Tekanan meningkat pada kepala eksekutif Marks & Spencer, Marc Bolland, pada Senin malam saat investor mencerna penurunan penjualan pengecer selama periode perdagangan Natal yang penting.
Salah satu manajer dana paling berpengaruh di Kota mengatakan pertanyaan harus diajukan tentang Bolland, yang bergabung dengan M&S pada tahun 2010 dan minggu lalu mengumumkan penurunan 5.8% dalam penjualan barang dagangan umum dan kenaikan 0.1% dalam penjualan sejenis di divisi makanannya.
David Cumming, kepala ekuitas di Standard Life Investments, berkata: "Dalam hal Marks & Spencer, mereka memiliki serangkaian angka yang mengecewakan dan saya kira Marc Bolland telah berada di sana selama beberapa waktu, hampir lima tahun, jadi saya pikir ketua dan direktur independen senior mungkin bertanya pada diri mereka sendiri apakah skornya dapat diterima, dan mereka seharusnya menanyakan pertanyaan yang sama kepada pemegang saham M&S."
Cumming juga ditanyai dalam program Today di BBC Radio 4 tentang Dalton Philips, yang menggantikan Bolland sebagai bos Morrisons. supermarket Rantai akan merilis angka perdagangan Natal pada hari Selasa, di tengah spekulasi tentang potensi perubahan ruang rapat.
"Kami bukan pemegang saham yang besar di Morrisons atau Marks & Spencer. Saya pikir beberapa orang mungkin akan mengganti CEO, seperti yang terjadi pada Tesco – ini akan menjadi proses yang sulit," kata Cumming.
Tesco mengganti orang dalam Philip Clarke dengan Dave Lewis setelah mengeluarkan peringatan laba pada bulan Juli. Lewis mengungkap serangkaian masalah akuntansi di jaringan supermarket terbesar di Inggris.

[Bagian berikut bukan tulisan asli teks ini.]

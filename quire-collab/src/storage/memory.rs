//! In-memory version log, used when no storage path is configured and in tests.

use std::collections::HashMap;
use std::sync::Arc;

use parking_lot::{Mutex, RwLock};

use super::{advance, LogError, VersionLog};
use crate::model::{Document, DocumentId, Operation, Snapshot, VersionEntry};

struct DocumentLog {
    document: Document,
    entries: Vec<VersionEntry>,
    snapshot: Option<Snapshot>,
}

/// Version log held in process memory.
///
/// The outer map lock is only taken to find a document's slot; appends and
/// reads then lock that slot alone.
#[derive(Default)]
pub struct MemoryLog {
    documents: RwLock<HashMap<DocumentId, Arc<Mutex<DocumentLog>>>>,
}

impl MemoryLog {
    pub fn new() -> Self {
        Self::default()
    }

    fn slot(&self, id: DocumentId) -> Result<Arc<Mutex<DocumentLog>>, LogError> {
        self.documents
            .read()
            .get(&id)
            .cloned()
            .ok_or(LogError::DocumentNotFound(id))
    }
}

impl VersionLog for MemoryLog {
    fn create_document(&self, mut document: Document, genesis: Operation) -> Result<VersionEntry, LogError> {
        let mut documents = self.documents.write();
        if documents.contains_key(&document.id) {
            return Err(LogError::DocumentExists(document.id));
        }
        document.version = 0;
        document.length = 0;
        let entry = advance(&mut document, genesis, 0)?;
        documents.insert(
            document.id,
            Arc::new(Mutex::new(DocumentLog {
                document,
                entries: vec![entry.clone()],
                snapshot: None,
            })),
        );
        Ok(entry)
    }

    fn document(&self, id: DocumentId) -> Result<Document, LogError> {
        Ok(self.slot(id)?.lock().document.clone())
    }

    fn list_documents(&self) -> Result<Vec<Document>, LogError> {
        let slots: Vec<_> = self.documents.read().values().cloned().collect();
        let mut documents: Vec<Document> = slots.iter().map(|s| s.lock().document.clone()).collect();
        documents.sort_by(|a, b| a.created_at.cmp(&b.created_at).then(a.id.cmp(&b.id)));
        Ok(documents)
    }

    fn append(&self, operation: Operation, expected_version: u64) -> Result<VersionEntry, LogError> {
        let slot = self.slot(operation.document)?;
        let mut log = slot.lock();
        let entry = advance(&mut log.document, operation, expected_version)?;
        log.entries.push(entry.clone());
        Ok(entry)
    }

    fn entries_since(&self, id: DocumentId, version: u64) -> Result<Vec<VersionEntry>, LogError> {
        let slot = self.slot(id)?;
        let log = slot.lock();
        let from = (version as usize).min(log.entries.len());
        Ok(log.entries[from..].to_vec())
    }

    fn entry(&self, id: DocumentId, version: u64) -> Result<Option<VersionEntry>, LogError> {
        let slot = self.slot(id)?;
        let log = slot.lock();
        Ok(version
            .checked_sub(1)
            .and_then(|i| log.entries.get(i as usize))
            .cloned())
    }

    fn load_snapshot(&self, id: DocumentId) -> Result<Option<Snapshot>, LogError> {
        Ok(self.slot(id)?.lock().snapshot.clone())
    }

    fn save_snapshot(&self, snapshot: &Snapshot) -> Result<(), LogError> {
        self.slot(snapshot.document)?.lock().snapshot = Some(snapshot.clone());
        Ok(())
    }
}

Minggu lalu ia mengumumkan langkah-langkah untuk merestrukturisasi bisnisnya. Langkah-langkah ini diharapkan akan menghasilkan ribuan pekerjaan pemotongan seiring dengan penutupan kantor pusat di Cheshunt, Hertfordshire.
Cumming mengatakan laba di M&S telah turun selama lima tahun Bolland menjabat meskipun telah mengeluarkan biaya sebesar £2.5 miliar. “Saya pikir M&S memiliki banyak potensi tetapi hal itu tidak ditunjukkan oleh hasil, yang merupakan salah satu alasan kami bukan pemegang saham utama,” katanya.
M&S menolak mengomentari pernyataan tersebut, begitu pula Morrisons – yang pembaruan perdagangannya diperkirakan akan menunjukkan tekanan berkelanjutan pada sektor tersebut karena pembeli beralih ke toko diskon besar seperti Lidl dan Aldi.
Analis di HSBC mengatakan bahwa mereka memperkirakan penjualan sejenis di Morrisons akan turun 4% – yang merupakan penurunan yang lebih kecil dibandingkan periode yang sama tahun sebelumnya – dan bahwa Andrew Higginson, mantan eksekutif Tesco, mungkin akan masuk lebih awal sebagai ketua, sebelum tanggal mulai yang direncanakan.
David McCarthy, analis HSBC, mengatakan: “Ia bergabung dengan dewan direksi tahun lalu sebagai wakil ketua/ketua terpilih dan tidak akan menjabat hingga musim panas. Namun, mengingat kondisi industri, perubahan di Tesco, dan kerugian penjualan Morrison, mungkin lebih masuk akal untuk melihatnya mengambil peran ketua lebih cepat daripada nanti. Tahun 2015 akan menjadi tahun perubahan bagi industri dan Morrisons akan menjadi bagian dari itu.”
M&S telah bertemu dengan para pemegang saham utamanya sejak pembaruan perdagangan minggu lalu, yang juga menunjukkan margin laba tetap terjaga meskipun penjualan menurun. Hal ini disambut baik oleh para analis pada hari pembaruan perdagangan.
Bolland mengakui minggu lalu bahwa penjualan M&S terpengaruh oleh masalah pada operasi daringnya, yang disebabkan oleh masalah di pusat distribusinya di Castle Donington, Leicestershire. Pengiriman pesanan daring mengalami penundaan menjelang Natal.